- Born: Joyce Ethel Baker 1925
- Died: 16 October 2022 (aged 97)
- Education: London School of Economics
- Occupation: Codebreaker
- Known for: Code-breaking work during World War II
- Children: Richard Aylard

= Joyce Aylard =

British codebreaker at Eastcote (1925–2022)

Joyce Ethel Aylard ( Baker, 1925 – 16 October 2022) was a British codebreaker at Eastcote, an outstation of Bletchley Park, during World War II.

Aylard was born in 1925, and grew up in Canning Town and Ilford. She was evacuated from London to Ipswich and later Blaengarw, Wales, during Operation Pied Piper in 1939–1940. She joined the Women's Royal Naval Service whose members were known as Wrens, in 1943, and was assigned to work at Eastcote.

At Eastcote, Aylard was one of operators of the Bombe cryptography machine, designed by codebreaker Alan Turing. Her role was to work during one of three shifts of operators (many women) who systematically tested different combinations to attempt to break the code used in the Cryptanalysis of the Enigma. The machines were loud, and may have led to hearing loss in one of her ears. According to the Guardian, the Wrens had a big impact.When a code was broken, someone senior would come into the room and shout 'job up' ... So you’d stop and try another code.

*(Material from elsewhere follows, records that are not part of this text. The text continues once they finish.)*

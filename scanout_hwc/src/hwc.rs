// Copyright 2026 the Scanout Authors
// SPDX-License-Identifier: Apache-2.0 OR MIT

//! The composer entry point.
//!
//! [`Hwc`] owns the master lock. Every consumer operation takes it for the
//! duration of the call, looks the display up and forwards. Consumer
//! callbacks are never invoked with the master lock held: hotplug
//! notifications are sent after unlocking, vsync and refresh come from
//! worker threads that never take it.

use std::collections::BTreeMap;
use std::fmt;
use std::os::fd::OwnedFd;
use std::sync::Arc;

use kurbo::Rect;
use parking_lot::{Mutex, MutexGuard};
use scanout_core::backend::{GenericAssigner, ValidateOutcome};
use scanout_core::buffer::BufferHandle;
use scanout_core::error::{Feature, HandleKind, ScanoutError};
use scanout_core::flatten::FlatteningRequest;
use scanout_core::hw::Connector;
use scanout_core::layer::{BlendMode, CompositionType, Dataspace, LayerId};
use scanout_core::output::DisplayId;
use scanout_core::time::Duration;
use scanout_core::trace::{HotplugEvent, TraceSink, Tracer};
use tracing::{debug, info, warn};

use crate::callbacks::{Callbacks, HotplugCallback, RefreshCallback, VsyncCallback};
use crate::config::HwcConfig;
use crate::display::{
    ColorMode, ColorTransformHint, ConnectionType, DisplayAttribute, DisplayCtx, DisplayOptions,
    HwcDisplay, PowerMode, RenderIntent,
};
use crate::error::InitError;
use crate::hotplug::{HotplugListener, HotplugSource};
use crate::resources::ResourceManager;
use crate::time::now;
use crate::transport::{BufferDescriber, DeviceOpener};
// Copyright 2026 the Scanout Authors
// SPDX-License-Identifier: Apache-2.0 OR MIT

//! Bound display pipelines.

use alloc::vec::Vec;

use crate::claim::{ClaimTable, OwnerToken};
use crate::hw::{ConnectorId, CrtcId, DeviceId, EncoderId, PlaneId};

/// The connector, encoder, CRTC and planes serving one display.
///
/// Built only by [`bind_pipeline`](crate::binder::bind_pipeline), which leaves
/// every object except the connector claimed under [`owner`](Self::owner).
/// Immutable afterwards; a topology change produces a new pipeline.
#[derive(Clone, Debug, PartialEq, Eq)]
pub struct DisplayPipeline {
    pub(crate) device: DeviceId,
    pub(crate) connector: ConnectorId,
    pub(crate) encoder: EncoderId,
    pub(crate) crtc: CrtcId,
    pub(crate) primary_plane: PlaneId,
    pub(crate) overlay_planes: Vec<PlaneId>,
    pub(crate) owner: OwnerToken,
}

impl DisplayPipeline {
    /// Device all objects live on.
    #[inline]
    #[must_use]
    pub const fn device(&self) -> DeviceId {
        self.device
    }

    /// The connector (read, never claimed).
    #[inline]
    #[must_use]
    pub const fn connector(&self) -> ConnectorId {
        self.connector
    }

    /// The claimed encoder.
    #[inline]
    #[must_use]
    pub const fn encoder(&self) -> EncoderId {
        self.encoder
    }

    /// The claimed CRTC.
    #[inline]
    #[must_use]
    pub const fn crtc(&self) -> CrtcId {
        self.crtc
    }

    /// The single primary plane.
    #[inline]
    #[must_use]
    pub const fn primary_plane(&self) -> PlaneId {
        self.primary_plane
    }

    /// Overlay planes obtained best-effort, in device order.
    #[inline]
    #[must_use]
    pub fn overlay_planes(&self) -> &[PlaneId] {
        &self.overlay_planes
    }

    /// Primary plane followed by overlays.
    pub fn planes(&self) -> impl Iterator<Item = PlaneId> + '_ {
        core::iter::once(self.primary_plane).chain(self.overlay_planes.iter().copied())
    }

    /// How many layers the pipeline can scan out at once.
    #[inline]
    #[must_use]
    pub fn plane_capacity(&self) -> usize {
        1 + self.overlay_planes.len()
    }

    /// Claim holder for every object in this pipeline.
    #[inline]
    #[must_use]
    pub const fn owner(&self) -> OwnerToken {
        self.owner
    }

    /// Tears the pipeline down, releasing all its claims at once.
    ///
    /// # Panics
    ///
    /// Panics if the table does not hold exactly the claims this pipeline
    /// was built with.
    pub fn release(self, claims: &mut ClaimTable) {
        let expected = 3 + self.overlay_planes.len();
        let released = claims.release_owner(self.owner);
        assert_eq!(
            released, expected,
            "pipeline for {:?} held {released} claims, expected {expected}",
            self.connector
        );
    }
}
// Copyright 2026 the Scanout Authors
// SPDX-License-Identifier: Apache-2.0 OR MIT

use core::fmt;

macro_rules! object_id {
    ($(#[$meta:meta])* $name:ident) => {
        $(#[$meta])*
        #[derive(Clone, Copy, PartialEq, Eq, PartialOrd, Ord, Hash)]
        pub struct $name(pub u32);

        impl fmt::Debug for $name {
            fn fmt(&self, f: &mut fmt::Formatter<'_>) -> fmt::Result {
                write!(f, concat!(stringify!($name), "({})"), self.0)
            }
        }
    };
}

object_id!(
    /// Index of an opened device in the resource manager.
    DeviceId
);
object_id!(
    /// Kernel object id of a connector.
    ConnectorId
);
object_id!(
    /// Kernel object id of an encoder.
    EncoderId
);
object_id!(
    /// Kernel object id of a CRTC.
    CrtcId
);
object_id!(
    /// Kernel object id of a plane.
    PlaneId
);
object_id!(
    /// Kernel id of an object property.
    PropertyId
);
object_id!(
    /// Kernel id of a property blob.
    BlobId
);
object_id!(
    /// Kernel id of a framebuffer.
    FramebufferId
);

/// A claimable object on some device.
#[derive(Clone, Copy, Debug, PartialEq, Eq, PartialOrd, Ord, Hash)]
pub enum ObjectId {
    /// An encoder.
    Encoder(EncoderId),
    /// A CRTC.
    Crtc(CrtcId),
    /// A plane.
    Plane(PlaneId),
}

/// Key of a claim-table entry: an object on a specific device.
#[derive(Clone, Copy, Debug, PartialEq, Eq, PartialOrd, Ord, Hash)]
pub struct ClaimKey {
    /// Device the object belongs to.
    pub device: DeviceId,
    /// The object.
    pub object: ObjectId,
}

impl ClaimKey {
    /// Claim key for an encoder.
    #[inline]
    #[must_use]
    pub const fn encoder(device: DeviceId, id: EncoderId) -> Self {
        Self {
            device,
            object: ObjectId::Encoder(id),
        }
    }

    /// Claim key for a CRTC.
    #[inline]
    #[must_use]
    pub const fn crtc(device: DeviceId, id: CrtcId) -> Self {
        Self {
            device,
            object: ObjectId::Crtc(id),
        }
    }

    /// Claim key for a plane.
    #[inline]
    #[must_use]
    pub const fn plane(device: DeviceId, id: PlaneId) -> Self {
        Self {
            device,
            object: ObjectId::Plane(id),
        }
    }
}

/// A connector on a specific device.
#[derive(Clone, Copy, Debug, PartialEq, Eq, PartialOrd, Ord, Hash)]
pub struct ConnectorRef {
    /// Owning device.
    pub device: DeviceId,
    /// Connector on that device.
    pub connector: ConnectorId,
}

When successful, their codebreaking efforts could have a monumental impact on the war effort. The decoding of one message led to the location of the Scharnhorst, one of Germany’s most famous battleships, being revealed. Allied forces were then able to attack and defeat the ship in the Battle of the North Cape, off Norway.At the end of World War II in Europe, she was reassigned to continue her code-breaking work on Japanese encrypted messages.

After the war, she studied at the London School of Economics and became an economics teacher at Queen Elizabeth's Girls School, Barnet.

Aylard was the mother of Royal Navy officer Richard Aylard, the former Private Secretary to the Prince of Wales. She was honoured with two medals for her war work. Aylard died on 16 October 2022, at the age of 97.